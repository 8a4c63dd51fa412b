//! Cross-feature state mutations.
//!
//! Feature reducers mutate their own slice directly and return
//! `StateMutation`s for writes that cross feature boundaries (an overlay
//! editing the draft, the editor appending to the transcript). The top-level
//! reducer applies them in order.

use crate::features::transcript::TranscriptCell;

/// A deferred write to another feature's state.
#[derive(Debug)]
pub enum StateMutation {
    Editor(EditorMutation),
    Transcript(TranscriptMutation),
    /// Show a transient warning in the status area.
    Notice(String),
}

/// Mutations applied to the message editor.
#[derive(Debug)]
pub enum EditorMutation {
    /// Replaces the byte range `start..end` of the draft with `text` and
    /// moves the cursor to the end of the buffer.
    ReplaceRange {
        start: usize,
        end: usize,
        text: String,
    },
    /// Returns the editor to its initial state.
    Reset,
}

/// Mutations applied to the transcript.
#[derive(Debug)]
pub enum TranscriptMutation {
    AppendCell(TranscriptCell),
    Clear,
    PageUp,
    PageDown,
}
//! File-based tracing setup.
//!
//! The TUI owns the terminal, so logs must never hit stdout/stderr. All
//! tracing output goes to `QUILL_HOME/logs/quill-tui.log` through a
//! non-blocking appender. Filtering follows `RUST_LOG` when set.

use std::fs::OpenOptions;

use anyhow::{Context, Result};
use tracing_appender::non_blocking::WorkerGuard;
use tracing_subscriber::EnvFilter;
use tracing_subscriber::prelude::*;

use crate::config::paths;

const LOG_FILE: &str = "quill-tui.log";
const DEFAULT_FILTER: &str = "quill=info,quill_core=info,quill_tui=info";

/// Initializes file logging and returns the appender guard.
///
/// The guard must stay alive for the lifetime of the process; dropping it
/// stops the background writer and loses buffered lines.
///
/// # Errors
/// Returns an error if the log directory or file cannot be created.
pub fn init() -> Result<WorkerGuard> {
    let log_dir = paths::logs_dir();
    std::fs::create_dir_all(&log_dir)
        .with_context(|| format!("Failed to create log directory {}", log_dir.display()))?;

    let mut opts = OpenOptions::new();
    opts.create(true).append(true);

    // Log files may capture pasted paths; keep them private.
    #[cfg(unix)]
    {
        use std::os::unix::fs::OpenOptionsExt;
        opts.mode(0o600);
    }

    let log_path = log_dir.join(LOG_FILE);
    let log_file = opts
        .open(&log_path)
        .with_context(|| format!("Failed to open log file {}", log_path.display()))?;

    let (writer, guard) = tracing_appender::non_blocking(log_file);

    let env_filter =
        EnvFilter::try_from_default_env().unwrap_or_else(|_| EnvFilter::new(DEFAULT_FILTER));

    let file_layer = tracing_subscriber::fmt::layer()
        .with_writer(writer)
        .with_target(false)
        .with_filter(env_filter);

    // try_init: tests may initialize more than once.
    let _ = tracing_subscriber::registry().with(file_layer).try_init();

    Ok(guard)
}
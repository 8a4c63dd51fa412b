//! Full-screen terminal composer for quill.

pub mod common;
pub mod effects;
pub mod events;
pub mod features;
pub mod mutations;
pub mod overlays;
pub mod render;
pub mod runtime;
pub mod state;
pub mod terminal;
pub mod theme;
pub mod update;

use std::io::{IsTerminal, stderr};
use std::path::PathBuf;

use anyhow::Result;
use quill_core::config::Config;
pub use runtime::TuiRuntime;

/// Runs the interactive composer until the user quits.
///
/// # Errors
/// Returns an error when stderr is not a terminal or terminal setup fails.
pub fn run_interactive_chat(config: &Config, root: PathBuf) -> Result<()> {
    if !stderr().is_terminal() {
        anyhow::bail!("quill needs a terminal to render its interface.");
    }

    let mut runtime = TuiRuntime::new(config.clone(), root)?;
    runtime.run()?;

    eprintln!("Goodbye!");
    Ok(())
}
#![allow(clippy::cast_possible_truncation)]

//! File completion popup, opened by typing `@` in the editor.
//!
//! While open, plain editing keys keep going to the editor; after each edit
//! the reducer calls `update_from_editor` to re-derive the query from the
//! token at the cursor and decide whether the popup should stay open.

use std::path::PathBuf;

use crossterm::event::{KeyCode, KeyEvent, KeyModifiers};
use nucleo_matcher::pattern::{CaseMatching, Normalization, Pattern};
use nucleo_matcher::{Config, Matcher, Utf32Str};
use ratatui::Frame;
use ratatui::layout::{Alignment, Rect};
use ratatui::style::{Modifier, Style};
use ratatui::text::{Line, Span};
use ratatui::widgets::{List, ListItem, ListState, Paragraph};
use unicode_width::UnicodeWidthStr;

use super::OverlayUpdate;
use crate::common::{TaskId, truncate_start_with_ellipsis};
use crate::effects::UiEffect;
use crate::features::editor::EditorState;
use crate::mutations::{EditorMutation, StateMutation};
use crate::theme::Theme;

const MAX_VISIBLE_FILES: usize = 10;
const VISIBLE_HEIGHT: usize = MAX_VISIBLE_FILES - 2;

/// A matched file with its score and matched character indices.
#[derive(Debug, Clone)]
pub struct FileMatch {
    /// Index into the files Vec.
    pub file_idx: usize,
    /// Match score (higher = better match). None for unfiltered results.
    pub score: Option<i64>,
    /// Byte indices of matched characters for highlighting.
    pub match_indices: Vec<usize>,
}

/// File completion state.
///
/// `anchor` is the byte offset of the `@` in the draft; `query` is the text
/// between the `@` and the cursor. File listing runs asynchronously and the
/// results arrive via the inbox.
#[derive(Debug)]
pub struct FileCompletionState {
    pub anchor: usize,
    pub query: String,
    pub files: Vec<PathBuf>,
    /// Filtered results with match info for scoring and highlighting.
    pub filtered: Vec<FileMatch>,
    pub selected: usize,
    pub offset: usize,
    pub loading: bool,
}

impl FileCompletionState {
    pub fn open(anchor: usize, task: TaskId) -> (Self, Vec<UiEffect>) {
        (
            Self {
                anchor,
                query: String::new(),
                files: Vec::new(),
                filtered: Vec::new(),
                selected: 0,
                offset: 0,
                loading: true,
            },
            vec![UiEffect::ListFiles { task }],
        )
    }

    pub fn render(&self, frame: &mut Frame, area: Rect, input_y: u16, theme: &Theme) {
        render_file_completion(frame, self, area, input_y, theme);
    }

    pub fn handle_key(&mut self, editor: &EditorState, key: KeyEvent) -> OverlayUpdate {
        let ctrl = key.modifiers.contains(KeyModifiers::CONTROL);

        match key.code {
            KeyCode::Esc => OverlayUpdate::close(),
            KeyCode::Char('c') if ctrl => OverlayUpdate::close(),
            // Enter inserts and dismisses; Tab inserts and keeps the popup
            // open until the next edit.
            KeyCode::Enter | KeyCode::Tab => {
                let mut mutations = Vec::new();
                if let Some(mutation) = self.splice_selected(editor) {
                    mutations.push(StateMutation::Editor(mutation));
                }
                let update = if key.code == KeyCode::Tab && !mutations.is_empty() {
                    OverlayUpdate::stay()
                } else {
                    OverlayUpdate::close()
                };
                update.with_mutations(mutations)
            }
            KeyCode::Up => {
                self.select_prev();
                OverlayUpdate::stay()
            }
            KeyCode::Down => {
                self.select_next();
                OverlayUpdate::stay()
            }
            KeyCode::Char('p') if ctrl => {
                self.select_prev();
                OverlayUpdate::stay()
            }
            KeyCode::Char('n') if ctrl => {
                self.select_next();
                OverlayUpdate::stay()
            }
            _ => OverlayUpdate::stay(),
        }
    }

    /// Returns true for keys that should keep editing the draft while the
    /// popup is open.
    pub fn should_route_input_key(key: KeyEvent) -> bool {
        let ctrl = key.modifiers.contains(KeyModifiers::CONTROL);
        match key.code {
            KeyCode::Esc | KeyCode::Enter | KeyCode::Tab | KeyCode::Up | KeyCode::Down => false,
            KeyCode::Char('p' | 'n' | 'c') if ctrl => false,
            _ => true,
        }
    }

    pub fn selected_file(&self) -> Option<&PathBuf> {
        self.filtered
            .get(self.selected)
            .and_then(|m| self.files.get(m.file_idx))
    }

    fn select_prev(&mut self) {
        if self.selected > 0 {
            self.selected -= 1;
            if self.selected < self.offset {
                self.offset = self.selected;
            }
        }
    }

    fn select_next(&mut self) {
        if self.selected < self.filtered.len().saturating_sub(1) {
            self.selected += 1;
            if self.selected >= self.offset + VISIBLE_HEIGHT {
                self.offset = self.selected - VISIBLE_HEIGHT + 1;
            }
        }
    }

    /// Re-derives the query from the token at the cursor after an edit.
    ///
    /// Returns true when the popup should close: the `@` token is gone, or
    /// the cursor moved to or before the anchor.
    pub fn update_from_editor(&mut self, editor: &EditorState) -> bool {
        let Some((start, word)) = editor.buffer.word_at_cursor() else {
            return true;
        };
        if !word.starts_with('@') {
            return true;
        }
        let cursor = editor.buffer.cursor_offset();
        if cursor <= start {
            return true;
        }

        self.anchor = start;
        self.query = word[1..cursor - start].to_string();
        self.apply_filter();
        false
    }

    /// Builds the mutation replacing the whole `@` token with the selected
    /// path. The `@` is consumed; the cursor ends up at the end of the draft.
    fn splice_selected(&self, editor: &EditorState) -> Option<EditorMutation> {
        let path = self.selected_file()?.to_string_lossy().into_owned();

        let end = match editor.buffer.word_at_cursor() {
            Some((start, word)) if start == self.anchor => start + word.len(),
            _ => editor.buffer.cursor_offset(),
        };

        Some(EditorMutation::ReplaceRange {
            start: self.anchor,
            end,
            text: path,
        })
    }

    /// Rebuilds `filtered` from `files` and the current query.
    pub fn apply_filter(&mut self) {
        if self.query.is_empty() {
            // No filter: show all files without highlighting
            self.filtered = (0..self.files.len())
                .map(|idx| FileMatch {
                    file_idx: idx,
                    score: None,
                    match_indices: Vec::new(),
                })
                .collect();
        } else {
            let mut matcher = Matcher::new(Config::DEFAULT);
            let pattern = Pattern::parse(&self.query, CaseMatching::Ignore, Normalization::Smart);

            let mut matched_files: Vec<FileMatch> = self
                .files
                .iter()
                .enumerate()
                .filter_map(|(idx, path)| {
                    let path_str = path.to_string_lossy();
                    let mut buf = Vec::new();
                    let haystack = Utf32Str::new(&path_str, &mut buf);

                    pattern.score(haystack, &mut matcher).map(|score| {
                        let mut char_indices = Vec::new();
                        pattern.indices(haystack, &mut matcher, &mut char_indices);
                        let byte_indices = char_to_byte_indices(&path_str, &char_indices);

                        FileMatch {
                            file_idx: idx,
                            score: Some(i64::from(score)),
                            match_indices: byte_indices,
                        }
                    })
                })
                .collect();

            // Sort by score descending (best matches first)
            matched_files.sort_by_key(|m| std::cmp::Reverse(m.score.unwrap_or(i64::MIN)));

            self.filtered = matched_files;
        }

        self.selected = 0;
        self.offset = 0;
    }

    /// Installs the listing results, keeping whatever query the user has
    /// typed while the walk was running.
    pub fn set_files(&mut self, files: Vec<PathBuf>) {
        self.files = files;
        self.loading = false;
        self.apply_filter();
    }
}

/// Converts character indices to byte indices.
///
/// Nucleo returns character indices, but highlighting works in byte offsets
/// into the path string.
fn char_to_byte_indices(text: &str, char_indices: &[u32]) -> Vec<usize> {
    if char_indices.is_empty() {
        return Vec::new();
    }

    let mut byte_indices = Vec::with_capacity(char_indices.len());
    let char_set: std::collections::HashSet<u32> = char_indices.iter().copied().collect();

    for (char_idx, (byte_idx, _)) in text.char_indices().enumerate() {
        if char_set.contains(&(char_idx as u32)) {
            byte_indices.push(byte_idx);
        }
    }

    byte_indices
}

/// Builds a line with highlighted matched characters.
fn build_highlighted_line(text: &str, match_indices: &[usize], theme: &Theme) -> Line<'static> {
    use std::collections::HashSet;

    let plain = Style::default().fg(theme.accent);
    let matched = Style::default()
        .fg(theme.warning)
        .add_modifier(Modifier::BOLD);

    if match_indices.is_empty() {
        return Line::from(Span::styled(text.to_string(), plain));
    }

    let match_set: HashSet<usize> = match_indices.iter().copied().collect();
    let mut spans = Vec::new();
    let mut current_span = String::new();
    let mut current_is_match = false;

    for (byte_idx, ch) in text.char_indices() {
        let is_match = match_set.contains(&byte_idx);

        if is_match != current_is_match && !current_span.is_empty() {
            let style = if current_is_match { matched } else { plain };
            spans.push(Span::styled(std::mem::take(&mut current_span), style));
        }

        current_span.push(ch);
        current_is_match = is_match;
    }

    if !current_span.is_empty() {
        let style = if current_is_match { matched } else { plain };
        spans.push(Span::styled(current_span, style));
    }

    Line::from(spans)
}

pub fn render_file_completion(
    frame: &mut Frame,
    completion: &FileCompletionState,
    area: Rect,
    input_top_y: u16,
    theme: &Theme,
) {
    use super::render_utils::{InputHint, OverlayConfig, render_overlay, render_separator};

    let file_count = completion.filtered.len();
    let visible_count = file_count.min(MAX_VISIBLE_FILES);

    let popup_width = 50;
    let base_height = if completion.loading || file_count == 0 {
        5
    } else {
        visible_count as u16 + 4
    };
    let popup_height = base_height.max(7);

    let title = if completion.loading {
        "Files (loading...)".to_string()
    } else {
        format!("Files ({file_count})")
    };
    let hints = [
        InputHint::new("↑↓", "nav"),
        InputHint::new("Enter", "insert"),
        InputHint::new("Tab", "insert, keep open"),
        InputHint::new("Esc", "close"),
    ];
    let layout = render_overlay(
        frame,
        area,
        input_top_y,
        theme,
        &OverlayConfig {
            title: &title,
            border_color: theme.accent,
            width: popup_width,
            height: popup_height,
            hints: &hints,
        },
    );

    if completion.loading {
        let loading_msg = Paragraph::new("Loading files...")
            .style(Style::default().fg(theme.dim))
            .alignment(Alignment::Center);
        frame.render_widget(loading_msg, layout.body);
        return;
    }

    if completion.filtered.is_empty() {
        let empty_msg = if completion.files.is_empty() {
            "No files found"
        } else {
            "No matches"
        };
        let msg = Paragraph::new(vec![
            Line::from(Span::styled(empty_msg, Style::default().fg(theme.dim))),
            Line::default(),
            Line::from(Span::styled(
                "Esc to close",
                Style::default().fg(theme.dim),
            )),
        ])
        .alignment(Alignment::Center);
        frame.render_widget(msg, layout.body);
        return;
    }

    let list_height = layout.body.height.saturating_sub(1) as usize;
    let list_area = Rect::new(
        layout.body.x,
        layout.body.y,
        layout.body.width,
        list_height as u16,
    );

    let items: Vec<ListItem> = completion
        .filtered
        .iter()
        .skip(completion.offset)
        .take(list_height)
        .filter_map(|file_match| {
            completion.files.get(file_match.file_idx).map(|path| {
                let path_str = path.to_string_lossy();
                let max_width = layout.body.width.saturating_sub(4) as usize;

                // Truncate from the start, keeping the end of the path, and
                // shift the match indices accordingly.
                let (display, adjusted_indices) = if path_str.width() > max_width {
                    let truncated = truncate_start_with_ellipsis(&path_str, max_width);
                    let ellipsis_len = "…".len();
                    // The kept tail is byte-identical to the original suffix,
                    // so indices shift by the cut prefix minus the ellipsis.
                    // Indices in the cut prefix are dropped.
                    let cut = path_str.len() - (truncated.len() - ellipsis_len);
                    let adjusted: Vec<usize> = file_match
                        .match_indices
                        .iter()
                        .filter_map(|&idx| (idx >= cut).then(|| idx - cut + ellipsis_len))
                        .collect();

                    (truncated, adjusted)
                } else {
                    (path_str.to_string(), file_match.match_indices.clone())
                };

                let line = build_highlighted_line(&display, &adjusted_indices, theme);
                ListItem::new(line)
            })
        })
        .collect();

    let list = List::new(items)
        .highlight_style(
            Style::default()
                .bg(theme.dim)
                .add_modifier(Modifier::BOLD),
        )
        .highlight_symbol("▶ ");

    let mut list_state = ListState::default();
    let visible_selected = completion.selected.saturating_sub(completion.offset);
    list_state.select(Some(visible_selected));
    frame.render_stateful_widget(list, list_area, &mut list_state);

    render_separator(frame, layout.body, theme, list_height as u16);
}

============================================================

_Description of the task_
Your task for the entries above: copy exactly the span starting with the line with "to open log" and going on through the line with "#![allow(clippy::cast_possible_truncation)]", both lines included, and nothing else.

_Answer to this problem_
        .with_context(|| format!("Failed to open log file {}", log_path.display()))?;

    let (writer, guard) = tracing_appender::non_blocking(log_file);

    let env_filter =
        EnvFilter::try_from_default_env().unwrap_or_else(|_| EnvFilter::new(DEFAULT_FILTER));

    let file_layer = tracing_subscriber::fmt::layer()
        .with_writer(writer)
        .with_target(false)
        .with_filter(env_filter);

    // try_init: tests may initialize more than once.
    let _ = tracing_subscriber::registry().with(file_layer).try_init();

    Ok(guard)
}
repository 8a4c63dd51fa412b
//! Full-screen terminal composer for quill.

pub mod common;
pub mod effects;
pub mod events;
pub mod features;
pub mod mutations;
pub mod overlays;
pub mod render;
pub mod runtime;
pub mod state;
pub mod terminal;
pub mod theme;
pub mod update;

use std::io::{IsTerminal, stderr};
use std::path::PathBuf;

use anyhow::Result;
use quill_core::config::Config;
pub use runtime::TuiRuntime;

/// Runs the interactive composer until the user quits.
///
/// # Errors
/// Returns an error when stderr is not a terminal or terminal setup fails.
pub fn run_interactive_chat(config: &Config, root: PathBuf) -> Result<()> {
    if !stderr().is_terminal() {
        anyhow::bail!("quill needs a terminal to render its interface.");
    }

    let mut runtime = TuiRuntime::new(config.clone(), root)?;
    runtime.run()?;

    eprintln!("Goodbye!");
    Ok(())
}
#![allow(clippy::cast_possible_truncation)]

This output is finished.